Earlier there was no need for an Antivirus admin in a network but these days attacks to network has gone up so rapidly that companies are hiring professionals for Antivirus also. Based on my past experience I can say that no antivirus can provide 100% security to your network. You have to do so many tasks for keeping your network clean.
First task is to install a good Antivirus which has firewall in it. I use Symantec Endpoint Protection 11 now which I find very good and easy to administer. Earlier I was using SCS 3.1 which also has firewall but it was getting corrupted every other day. But SEP firewall is very much stable and has very good features also.
Second task is to update your windows regularly. Windows patches are very much necessary to make your windows stable. At least you can apply patches for windows which Symantec recommends for some threats. Patching windows is must so that re-infection will not occur.
Third task is to isolate the systems from network which are infected till you become sure that they are clean. For this I use SEP manager, On the Home page go to Favorite Reports select “Top sources of attack” disconnect the PCs listed there from network, If disconnecting is not possible then create a firewall policy to block traffic to and from those IP addresses till they become clean and apply to all clients so that no traffic will be allowed from those infected PCs. This way you can control infection on your network.

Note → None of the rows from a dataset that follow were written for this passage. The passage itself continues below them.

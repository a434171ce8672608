//! Source text → token stream (spec §4.1).
//!
//! Single-pass scan with small lookahead. Keyword classification pulls the
//! active [`Configuration`]'s `[Name]` remap on every call instead of mutating
//! a global keyword table, so the lexer stays pure per invocation (spec §9,
//! "Dynamic keyword remapping").

use std::sync::Arc;

use crate::chars;
use crate::config::Configuration;
use crate::diagnostics::LexError;
use crate::keywords::{self, AtTypeKeyword};
use crate::parse_util::{ParseLocation, ParseSourceFile, ParseSourceSpan, Position};
use crate::token::{BracketKeyword, Token, TokenKind};

pub struct Lexer {
    chars: Vec<(usize, char)>,
    len: usize,
    pos: usize,
    line: usize,
    column: usize,
    file: ParseSourceFile,
    config: Arc<Configuration>,
    css_mode: bool,
}

impl Lexer {
    pub fn new(source: &str, file_name: impl Into<String>, config: Arc<Configuration>) -> Self {
        let chars: Vec<(usize, char)> = source.char_indices().collect();
        let len = chars.len();
        Lexer {
            chars,
            len,
            pos: 0,
            line: 1,
            column: 1,
            file: ParseSourceFile::new(source, file_name),
            config,
            css_mode: false,
        }
    }

    pub fn set_css_mode(&mut self, enabled: bool) {
        self.css_mode = enabled;
    }

    pub fn config(&self) -> &Configuration {
        &self.config
    }

    /// Swap in a newly-activated configuration, e.g. after the parser finishes
    /// a `[Configuration]` block or sees `use @Config Name;` (spec §9:
    /// "dynamic keyword remapping... pulling the active configuration's token
    /// map just before classifying each identifier").
    pub fn set_config(&mut self, config: Arc<Configuration>) {
        self.config = config;
    }

    fn is_at_end(&self) -> bool {
        self.pos >= self.len
    }

    /// Peek the character `offset` positions ahead of the cursor (peek-by-offset).
    pub fn peek(&self, offset: usize) -> Option<char> {
        self.chars.get(self.pos + offset).map(|(_, c)| *c)
    }

    fn byte_offset(&self) -> usize {
        self.chars.get(self.pos).map(|(b, _)| *b).unwrap_or(self.file.content.len())
    }

    fn position(&self) -> Position {
        Position::new(self.line, self.column, self.byte_offset())
    }

    fn location(&self) -> ParseLocation {
        ParseLocation::new(self.file.clone(), self.position())
    }

    fn advance(&mut self) -> Option<char> {
        let (_, c) = *self.chars.get(self.pos)?;
        self.pos += 1;
        if c == chars::NEWLINE {
            self.line += 1;
            self.column = 1;
        } else {
            self.column += 1;
        }
        Some(c)
    }

    fn skip_insignificant_whitespace(&mut self) {
        loop {
            match self.peek(0) {
                Some(c) if c == chars::NEWLINE && self.css_mode => break,
                Some(c) if chars::is_whitespace(c) => {
                    self.advance();
                }
                _ => break,
            }
        }
    }

    fn make_span(&self, start: ParseLocation) -> ParseSourceSpan {
        ParseSourceSpan::new(start, self.location())
    }

    /// Produce the next token. Called repeatedly to form a lazy token
    /// sequence; returns `TokenKind::Eof` forever once the source is
    /// exhausted.
    pub fn next_token(&mut self) -> Token {
        loop {
            self.skip_insignificant_whitespace();
            let start = self.location();

            if self.css_mode {
                if let Some(c) = self.peek(0) {
                    if c == chars::NEWLINE {
                        self.advance();
                        return Token::new(TokenKind::Newline, "\n", self.make_span(start));
                    }
                }
            }

            let Some(c) = self.peek(0) else {
                return Token::new(TokenKind::Eof, "", self.make_span(start));
            };

            // `//` and `/* */` comments are consumed here and never surfaced;
            // only the generator comment (`-- ...`) becomes a real token
            // (spec §4.1: "only the generator comment is surfaced as an
            // AST-bearing token").
            if c == '/' && self.peek(1) == Some('/') {
                self.scan_line_comment(start);
                continue;
            }
            if c == '/' && self.peek(1) == Some('*') {
                self.scan_block_comment(start);
                continue;
            }

            return match c {
                '{' => self.single(start, TokenKind::LBrace),
                '}' => self.single(start, TokenKind::RBrace),
                '(' => self.single(start, TokenKind::LParen),
                ')' => self.single(start, TokenKind::RParen),
                '[' if self.peek(1).is_some_and(chars::is_ascii_letter) => self.scan_bracket_keyword(start),
                '[' => self.single(start, TokenKind::LBracket),
                ']' => self.single(start, TokenKind::RBracket),
                ';' => self.single(start, TokenKind::Semicolon),
                ':' if self.peek(1) == Some(':') => {
                    self.advance();
                    self.advance();
                    self.finish(start, TokenKind::DoubleColon)
                }
                ':' => self.single(start, TokenKind::Colon),
                '=' => self.single(start, TokenKind::Equals),
                ',' => self.single(start, TokenKind::Comma),
                '.' if self.peek(1).is_some_and(chars::is_ascii_letter) => self.scan_selector(start, '.'),
                '.' if self.peek(1).is_some_and(chars::is_digit) => self.scan_number(start),
                '.' => self.single(start, TokenKind::Dot),
                '#' if self.peek(1).is_some_and(chars::is_ascii_letter) => self.scan_selector(start, '#'),
                '&' => self.single(start, TokenKind::Ampersand),
                '*' if self.peek(1) == Some('*') => {
                    self.advance();
                    self.advance();
                    self.finish(start, TokenKind::DoubleStar)
                }
                '*' => self.single(start, TokenKind::Star),
                '/' => self.single(start, TokenKind::Slash),
                '-' if self.peek(1) == Some('-') => self.scan_generator_comment(start),
                '-' if self.peek(1) == Some('>') => {
                    self.advance();
                    self.advance();
                    self.finish(start, TokenKind::Arrow)
                }
                '-' if self.peek(1).is_some_and(chars::is_unquoted_literal_start) => {
                    self.scan_unquoted_literal(start)
                }
                '-' => {
                    self.advance();
                    self.finish(start, TokenKind::Identifier("-".to_string()))
                }
                '@' => self.scan_at_type(start),
                '"' | '\'' => self.scan_string(start, c),
                c if chars::is_digit(c) => self.scan_number(start),
                c if chars::is_identifier_start(c) => self.scan_identifier(start),
                other => {
                    self.advance();
                    Token::new(TokenKind::Error(LexError::UnknownByte(other as u8).to_string()), other.to_string(), self.make_span(start))
                }
            };
        }
    }

    fn single(&mut self, start: ParseLocation, kind: TokenKind) -> Token {
        self.advance();
        self.finish(start, kind)
    }

    fn finish(&self, start: ParseLocation, kind: TokenKind) -> Token {
        let span = self.make_span(start);
        let lexeme = span.text().to_string();
        Token::new(kind, lexeme, span)
    }

    fn scan_bracket_keyword(&mut self, start: ParseLocation) -> Token {
        self.advance(); // '['
        let mut keyword = String::new();
        while let Some(c) = self.peek(0) {
            if c == ']' {
                break;
            }
            keyword.push(c);
            self.advance();
        }
        if self.peek(0) != Some(']') {
            let span = self.make_span(start);
            return Token::new(
                TokenKind::Error(LexError::UnterminatedPrefix { prefix: "[" }.to_string()),
                format!("[{keyword}"),
                span,
            );
        }
        self.advance(); // ']'
        match BracketKeyword::from_str(&keyword) {
            Some(kw) => self.finish(start, TokenKind::BracketKeyword(kw)),
            None => {
                let span = self.make_span(start);
                Token::new(TokenKind::Error(LexError::UnknownKeyword(keyword.clone()).to_string()), format!("[{keyword}]"), span)
            }
        }
    }

    fn scan_line_comment(&mut self, start: ParseLocation) -> Token {
        self.advance();
        self.advance();
        let mut value = String::new();
        while let Some(c) = self.peek(0) {
            if c == chars::NEWLINE {
                break;
            }
            value.push(c);
            self.advance();
        }
        self.finish(start, TokenKind::LineComment(value))
    }

    fn scan_block_comment(&mut self, start: ParseLocation) -> Token {
        self.advance();
        self.advance();
        let mut value = String::new();
        loop {
            match (self.peek(0), self.peek(1)) {
                (Some('*'), Some('/')) => {
                    self.advance();
                    self.advance();
                    return self.finish(start, TokenKind::BlockComment(value));
                }
                (Some(c), _) => {
                    value.push(c);
                    self.advance();
                }
                (None, _) => {
                    let span = self.make_span(start);
                    return Token::new(TokenKind::Error(LexError::UnterminatedPrefix { prefix: "/*" }.to_string()), value, span);
                }
            }
        }
    }

    fn scan_generator_comment(&mut self, start: ParseLocation) -> Token {
        self.advance();
        self.advance();
        let mut value = String::new();
        while let Some(c) = self.peek(0) {
            if c == chars::NEWLINE {
                break;
            }
            value.push(c);
            self.advance();
        }
        self.finish(start, TokenKind::GeneratorComment(value))
    }

    fn scan_string(&mut self, start: ParseLocation, quote: char) -> Token {
        self.advance();
        let mut value = String::new();
        loop {
            match self.peek(0) {
                Some(c) if c == quote => {
                    self.advance();
                    return self.finish(start, TokenKind::QuotedString(value));
                }
                Some('\\') => {
                    self.advance();
                    match self.advance() {
                        Some('n') => value.push('\n'),
                        Some('t') => value.push('\t'),
                        Some('r') => value.push('\r'),
                        Some('\\') => value.push('\\'),
                        Some('\'') => value.push('\''),
                        Some('"') => value.push('"'),
                        Some(other) => {
                            value.push('\\');
                            value.push(other);
                        }
                        None => break,
                    }
                }
                Some(c) => {
                    value.push(c);
                    self.advance();
                }
                None => break,
            }
        }
        let span = self.make_span(start);
        Token::new(TokenKind::Error(LexError::UnterminatedString.to_string()), value, span)
    }

    fn scan_unquoted_literal(&mut self, start: ParseLocation) -> Token {
        while let Some(c) = self.peek(0) {
            if chars::is_unquoted_literal_part(c) {
                self.advance();
            } else {
                break;
            }
        }
        let span = self.make_span(start);
        let text = span.text().to_string();
        Token::new(TokenKind::UnquotedLiteral(text.clone()), text, span)
    }

    fn scan_number(&mut self, start: ParseLocation) -> Token {
        while self.peek(0).is_some_and(chars::is_digit) {
            self.advance();
        }
        if self.peek(0) == Some('.') && self.peek(1).is_some_and(chars::is_digit) {
            self.advance();
            while self.peek(0).is_some_and(chars::is_digit) {
                self.advance();
            }
        }
        let span = self.make_span(start);
        let text = span.text().to_string();
        Token::new(TokenKind::Number(text.clone()), text, span)
    }

    fn scan_identifier(&mut self, start: ParseLocation) -> Token {
        while let Some(c) = self.peek(0) {
            if chars::is_identifier_part(c) || c == '-' {
                self.advance();
            } else {
                break;
            }
        }
        let span = self.make_span(start);
        let text = span.text().to_string();
        Token::new(TokenKind::Identifier(text.clone()), text, span)
    }

    fn scan_selector(&mut self, start: ParseLocation, sigil: char) -> Token {
        self.advance(); // sigil
        let mut name = String::new();
        while let Some(c) = self.peek(0) {
            if chars::is_identifier_part(c) || c == '-' {
                name.push(c);
                self.advance();
            } else {
                break;
            }
        }
        let span = self.make_span(start);
        let kind = if sigil == '.' { TokenKind::ClassSelector(name) } else { TokenKind::IdSelector(name) };
        let lexeme = span.text().to_string();
        Token::new(kind, lexeme, span)
    }

    fn scan_at_type(&mut self, start: ParseLocation) -> Token {
        self.advance(); // '@'
        let mut name = String::new();
        while let Some(c) = self.peek(0) {
            if chars::is_ascii_letter(c) || chars::is_digit(c) {
                name.push(c);
                self.advance();
            } else {
                break;
            }
        }
        let kind = match keywords::classify_at_type(&name, &self.config) {
            AtTypeKeyword::Style => TokenKind::AtType("Style".to_string()),
            AtTypeKeyword::Element => TokenKind::AtType("Element".to_string()),
            AtTypeKeyword::Var => TokenKind::AtType("Var".to_string()),
            AtTypeKeyword::Html => TokenKind::AtType("Html".to_string()),
            AtTypeKeyword::JavaScript => TokenKind::AtType("JavaScript".to_string()),
            AtTypeKeyword::Chtl => TokenKind::AtType("Chtl".to_string()),
            AtTypeKeyword::CJmod => TokenKind::AtType("CJmod".to_string()),
            AtTypeKeyword::Config => TokenKind::AtType("Config".to_string()),
            AtTypeKeyword::Custom(name) => TokenKind::AtType(name),
        };
        self.finish(start, kind)
    }
}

Fourth task is to train the users what to do when they are connected to public network like internet. What they should do when a pop up message comes while browsing on internet. How to scan a pen drive (external storage media) as soon as they connect it to the PC . Give some information to user regarding some common behavior of windows when a threat enters to the PC and antivirus doesn’t detect it and tell the user to inform you as soon as they find some unhealthy behavior of their PC.
Create a policy to disable autorun.inf file as most of the threats use this file to infect PCs.
Use a Centralized Internet connection rather than using several connections at user’s premises.
Create a folder named Autorun.inf in root of each drive and also in root of your pen drive so that No virus can create an autorun.inf file on your drives root and use thhat file to spread.
You can use these methods to keep your network clean although not 100% as new threats are coming regularly but by doing this you have some safety to your network and increase network performance also.